(Records from a data collection)

//! End-to-end wallet flows against a mock indexer and an in-process wallet.

use std::str::FromStr;
use std::sync::Arc;
use std::time::Duration;

use base64::Engine;
use tokio::sync::broadcast;
use tonlib_core::TonAddress;

use ton_wallet_link::wallet::address::user_friendly;
use ton_wallet_link::wallet::{
    ChannelConnector, CoinSymbol, Network, PreparedTransfer, SendTransactionRequest, SendTransactionResponse,
    TransferOutcome, TransferRequest, TransferStyle, WalletConnector, WalletError, WalletLink,
};

mod common;

const OWNER: &str = "0:abababababababababababababababababababababababababababababababab";
const RECIPIENT: &str = "0:0cd8a583a7d94dd18bf1bdf49b234af28c15f033bd2b6a4a4d2076ee1136ad45";
const JETTON_WALLET: &str = "0:1111111111111111111111111111111111111111111111111111111111111111";

fn connected_link(
    config: &ton_wallet_link::LinkConfig,
) -> (
    Arc<ChannelConnector>,
    tokio::sync::mpsc::Receiver<ton_wallet_link::wallet::WalletRequest>,
    WalletLink<ChannelConnector>,
) {
    let (connector, rx) = ChannelConnector::new(4);
    let connector = Arc::new(connector);
    connector.connect(OWNER, Network::Mainnet);
    let link = WalletLink::new(connector.clone(), config).unwrap();
    (connector, rx, link)
}

#[tokio::test]
async fn test_native_transfer_reaches_wallet() {
    let indexer = common::start_mock_indexer(|_| (500, "{}".to_string())).await;
    let (_connector, mut rx, link) = connected_link(&common::config_for(&indexer.base_url()));

    let wallet = tokio::spawn(async move {
        let pending = rx.recv().await.unwrap();
        let request = pending.request().clone();
        pending.approve("signed-native");
        request
    });

    let outcome = link
        .send_transaction(&TransferRequest::new(RECIPIENT, "2000000000"))
        .await
        .unwrap();
    assert_eq!(
        outcome,
        TransferOutcome::Signed(SendTransactionResponse {
            boc: "signed-native".to_string()
        })
    );

    let request: SendTransactionRequest = wallet.await.unwrap();
    assert_eq!(request.messages.len(), 1);
    assert_eq!(request.messages[0].address, RECIPIENT);
    assert_eq!(request.messages[0].amount, "2000000000");
    assert!(request.messages[0].payload.is_none());

    // Native transfers never touch the indexer.
    assert!(indexer.requests().is_empty());
}

#[tokio::test]
async fn test_jetton_transfer_goes_to_jetton_wallet() {
    let indexer = common::start_mock_indexer(|req| {
        if req.path().ends_with("/methods/get_wallet_address") {
            (
                200,
                format!(
                    r#"{{"success":true,"exit_code":0,"decoded":{{"jetton_wallet_address":"{}"}}}}"#,
                    JETTON_WALLET
                ),
            )
        } else {
            (404, r#"{"error":"not found"}"#.to_string())
        }
    })
    .await;
    let (_connector, mut rx, link) = connected_link(&common::config_for(&indexer.base_url()));

    let wallet = tokio::spawn(async move {
        let pending = rx.recv().await.unwrap();
        let request = pending.request().clone();
        pending.approve("signed-jetton");
        request
    });

    let request = TransferRequest::new(RECIPIENT, "1000").with_coin("gm").with_comment("gm!");
    let outcome = link.send_transaction(&request).await.unwrap();
    assert!(matches!(outcome, TransferOutcome::Signed(ref r) if r.boc == "signed-jetton"));

    let sent = wallet.await.unwrap();
    let message = &sent.messages[0];
    let jetton_wallet = TonAddress::from_str(JETTON_WALLET).unwrap();
    assert_eq!(message.address, user_friendly(&jetton_wallet, Network::Mainnet, true));
    assert_eq!(message.amount, "50000000");

    let payload = message.payload.as_ref().expect("jetton transfer carries a payload");
    let boc = base64::engine::general_purpose::STANDARD.decode(payload).unwrap();
    assert_eq!(&boc[..4], &[0xb5, 0xee, 0x9c, 0x72]);

    let requests = indexer.requests();
    assert_eq!(requests.len(), 1);
    assert_eq!(requests[0].method, "GET");
    assert_eq!(
        requests[0].path(),
        format!(
            "/v2/blockchain/accounts/{}/methods/get_wallet_address",
            CoinSymbol::Gm.master_address()
        )
    );
    assert!(requests[0].target.contains("args="));
}

#[tokio::test]
async fn test_jetton_wallet_falls_back_to_balance_endpoint() {
    let indexer = common::start_mock_indexer(|req| {
        if req.path().ends_with("/methods/get_wallet_address") {
            (200, r#"{"success":false,"exit_code":11}"#.to_string())
        } else {
            (
                200,
                format!(
                    r#"{{"balance":"5","wallet_address":{{"address":"{}","is_scam":false,"is_wallet":false}}}}"#,
                    JETTON_WALLET
                ),
            )
        }
    })
    .await;
    let (_connector, mut rx, link) = connected_link(&common::config_for(&indexer.base_url()));

    let wallet = tokio::spawn(async move {
        let pending = rx.recv().await.unwrap();
        let address = pending.request().messages[0].address.clone();
        pending.approve("ok");
        address
    });

    link.send_transaction(&TransferRequest::new(RECIPIENT, "5").with_coin("DFC"))
        .await
        .unwrap();

    let jetton_wallet = TonAddress::from_str(JETTON_WALLET).unwrap();
    assert_eq!(
        wallet.await.unwrap(),
        user_friendly(&jetton_wallet, Network::Mainnet, true)
    );
    assert_eq!(indexer.requests().len(), 2);
}

#[tokio::test]
async fn test_relay_style_posts_to_indexer() {
    let indexer =
        common::start_mock_indexer(|_| (200, r#"{"ok":true,"hash":"abc"}"#.to_string())).await;
    let mut config = common::config_for(&indexer.base_url());
    config.transfer.jetton_style = TransferStyle::IndexerRelay;
    let (_connector, _rx, link) = connected_link(&config);

    let outcome = link
        .send_transaction(&TransferRequest::new(RECIPIENT, "42").with_coin("ARBUZ"))
        .await
        .unwrap();
    assert_eq!(
        outcome,
        TransferOutcome::Relayed(serde_json::json!({"ok": true, "hash": "abc"}))
    );

    let requests = indexer.requests();
    assert_eq!(requests.len(), 1);
    assert_eq!(requests[0].method, "POST");
    assert_eq!(requests[0].path(), format!("/address/{}/send", RECIPIENT));
    let body: serde_json::Value = serde_json::from_str(&requests[0].body).unwrap();
    assert_eq!(body["token"], CoinSymbol::Arbuz.master_address());
    assert_eq!(body["amount"], "42");
}

#[tokio::test]
async fn test_relay_recipient_is_path_encoded() {
    let indexer = common::start_mock_indexer(|_| (200, r#"{"ok":true}"#.to_string())).await;
    let mut config = common::config_for(&indexer.base_url());
    config.transfer.jetton_style = TransferStyle::IndexerRelay;
    let (_connector, _rx, link) = connected_link(&config);

    let raw = format!("0:{}", "ff".repeat(32));
    let recipient = TonAddress::from_str(&raw).unwrap().to_base64_std();
    assert!(recipient.contains('/'));

    link.send_transaction(&TransferRequest::new(recipient.as_str(), "7").with_coin("GM"))
        .await
        .unwrap();

    let requests = indexer.requests();
    assert_eq!(requests.len(), 1);
    assert_eq!(
        requests[0].path(),
        format!("/address/{}/send", recipient.replace('/', "%2F"))
    );
}

#[tokio::test]
async fn test_relay_rejects_bad_recipient_before_posting() {
    let indexer = common::start_mock_indexer(|_| (200, r#"{"ok":true}"#.to_string())).await;
    let mut config = common::config_for(&indexer.base_url());
    config.transfer.jetton_style = TransferStyle::IndexerRelay;
    let (_connector, _rx, link) = connected_link(&config);

    let err = link
        .send_transaction(&TransferRequest::new("../../admin", "7").with_coin("GM"))
        .await
        .unwrap_err();
    assert!(matches!(err, WalletError::InvalidAddress { .. }));
    assert!(indexer.requests().is_empty());
}

#[tokio::test]
async fn test_oversized_validity_window_does_not_panic() {
    let indexer = common::start_mock_indexer(|_| (500, "{}".to_string())).await;
    let mut config = common::config_for(&indexer.base_url());
    config.transfer.valid_for_secs = u64::MAX;
    let (_connector, _rx, link) = connected_link(&config);

    let prepared = link
        .prepare_transaction(&TransferRequest::new(RECIPIENT, "1"))
        .await
        .unwrap();
    assert!(matches!(prepared, PreparedTransfer::Wallet(ref tx) if tx.valid_until == u64::MAX));
}

#[tokio::test]
async fn test_relay_failure_is_propagated() {
    let indexer = common::start_mock_indexer(|_| (500, r#"{"error":"boom"}"#.to_string())).await;
    let mut config = common::config_for(&indexer.base_url());
    config.transfer.jetton_style = TransferStyle::IndexerRelay;
    let (_connector, _rx, link) = connected_link(&config);

    let err = link
        .send_transaction(&TransferRequest::new(RECIPIENT, "1").with_coin("M5"))
        .await
        .unwrap_err();
    assert!(matches!(err, WalletError::Indexer(_)));
    // POST is never retried.
    assert_eq!(indexer.requests().len(), 1);
}

#[tokio::test]
async fn test_wallet_rejection_is_propagated() {
    let indexer = common::start_mock_indexer(|_| (500, "{}".to_string())).await;
    let (_connector, mut rx, link) = connected_link(&common::config_for(&indexer.base_url()));

    tokio::spawn(async move {
        rx.recv().await.unwrap().reject("user declined");
    });

    let err = link
        .send_transaction(&TransferRequest::new(RECIPIENT, "1"))
        .await
        .unwrap_err();
    assert!(matches!(err, WalletError::Rejected(_)));
}

#[tokio::test]
async fn test_background_sync_mirrors_connect_and_disconnect() {
    let (connector, _rx) = ChannelConnector::new(1);
    let connector = Arc::new(connector);
    let link = WalletLink::new(connector.clone(), &common::config_for("http://127.0.0.1:9")).unwrap();
    let (shutdown_tx, shutdown_rx) = broadcast::channel(1);
    let handle = link.spawn_sync(shutdown_rx);

    connector.connect(OWNER, Network::Testnet);
    wait_until(|| link.address().is_some()).await;
    let owner = TonAddress::from_str(OWNER).unwrap();
    assert_eq!(link.address().unwrap(), user_friendly(&owner, Network::Testnet, false));

    connector.disconnect().await.unwrap();
    wait_until(|| link.address().is_none()).await;
    assert!(!link.store().snapshot().connected);

    shutdown_tx.send(()).unwrap();
    handle.await.unwrap();
}

async fn wait_until(mut condition: impl FnMut() -> bool) {
    for _ in 0..100 {
        if condition() {
            return;
        }
        tokio::time::sleep(Duration::from_millis(10)).await;
    }
    panic!("condition not reached in time");
}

EXERCISE BRIEF
Show each line in the entries that holds the string "false".

WRITTEN ANSWER
            (200, r#"{"success":false,"exit_code":11}"#.to_string())
                    r#"{{"balance":"5","wallet_address":{{"address":"{}","is_scam":false,"is_wallet":false}}}}"#,
    assert_eq!(link.address().unwrap(), user_friendly(&owner, Network::Testnet, false));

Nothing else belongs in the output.